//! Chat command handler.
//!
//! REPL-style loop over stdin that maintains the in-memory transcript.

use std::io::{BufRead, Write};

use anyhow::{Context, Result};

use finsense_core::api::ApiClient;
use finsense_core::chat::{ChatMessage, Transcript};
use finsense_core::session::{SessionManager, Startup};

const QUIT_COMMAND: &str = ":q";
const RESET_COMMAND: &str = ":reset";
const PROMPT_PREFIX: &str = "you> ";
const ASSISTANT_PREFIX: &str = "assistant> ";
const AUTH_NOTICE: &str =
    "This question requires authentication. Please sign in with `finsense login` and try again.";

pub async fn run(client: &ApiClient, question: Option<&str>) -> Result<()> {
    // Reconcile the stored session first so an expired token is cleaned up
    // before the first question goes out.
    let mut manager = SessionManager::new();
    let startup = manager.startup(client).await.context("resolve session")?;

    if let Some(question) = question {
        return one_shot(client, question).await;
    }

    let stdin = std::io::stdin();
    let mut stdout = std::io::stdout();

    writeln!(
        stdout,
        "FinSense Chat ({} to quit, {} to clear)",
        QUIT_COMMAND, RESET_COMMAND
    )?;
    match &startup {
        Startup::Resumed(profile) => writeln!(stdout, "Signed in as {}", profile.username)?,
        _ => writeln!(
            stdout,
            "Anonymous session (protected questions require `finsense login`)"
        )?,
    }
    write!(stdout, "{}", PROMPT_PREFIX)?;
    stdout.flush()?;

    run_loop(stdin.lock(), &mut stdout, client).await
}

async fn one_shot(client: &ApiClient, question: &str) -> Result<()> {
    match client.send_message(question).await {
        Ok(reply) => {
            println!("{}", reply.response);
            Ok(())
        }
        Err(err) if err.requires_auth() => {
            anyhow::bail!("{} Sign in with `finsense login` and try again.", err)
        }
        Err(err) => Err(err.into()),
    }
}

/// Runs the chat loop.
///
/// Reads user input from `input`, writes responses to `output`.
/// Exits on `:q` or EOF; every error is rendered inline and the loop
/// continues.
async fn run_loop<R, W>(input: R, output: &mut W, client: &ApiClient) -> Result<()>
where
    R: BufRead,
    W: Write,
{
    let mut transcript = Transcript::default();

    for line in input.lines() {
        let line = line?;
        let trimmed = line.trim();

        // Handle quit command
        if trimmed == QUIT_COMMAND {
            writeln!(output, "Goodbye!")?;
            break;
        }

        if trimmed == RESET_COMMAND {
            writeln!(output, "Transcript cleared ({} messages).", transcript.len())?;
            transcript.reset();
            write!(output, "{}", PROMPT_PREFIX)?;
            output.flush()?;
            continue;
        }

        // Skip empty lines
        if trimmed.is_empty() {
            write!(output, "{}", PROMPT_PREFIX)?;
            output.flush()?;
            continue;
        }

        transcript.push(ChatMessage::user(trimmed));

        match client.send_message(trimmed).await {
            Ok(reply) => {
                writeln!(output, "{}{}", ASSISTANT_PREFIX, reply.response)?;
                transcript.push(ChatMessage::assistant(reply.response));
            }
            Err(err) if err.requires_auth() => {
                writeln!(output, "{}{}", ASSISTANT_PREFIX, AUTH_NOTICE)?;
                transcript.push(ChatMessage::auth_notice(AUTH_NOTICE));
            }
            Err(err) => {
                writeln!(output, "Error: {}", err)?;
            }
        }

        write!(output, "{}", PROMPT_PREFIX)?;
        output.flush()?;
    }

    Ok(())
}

Task to complete — Needed here are the exact lines from the start of the material through the line that contains "const PROMPT_PREFIX: &str", and no others.

Expected answer —
//! Chat command handler.
//!
//! REPL-style loop over stdin that maintains the in-memory transcript.

use std::io::{BufRead, Write};

use anyhow::{Context, Result};

use finsense_core::api::ApiClient;
use finsense_core::chat::{ChatMessage, Transcript};
use finsense_core::session::{SessionManager, Startup};

const QUIT_COMMAND: &str = ":q";
const RESET_COMMAND: &str = ":reset";
const PROMPT_PREFIX: &str = "you> ";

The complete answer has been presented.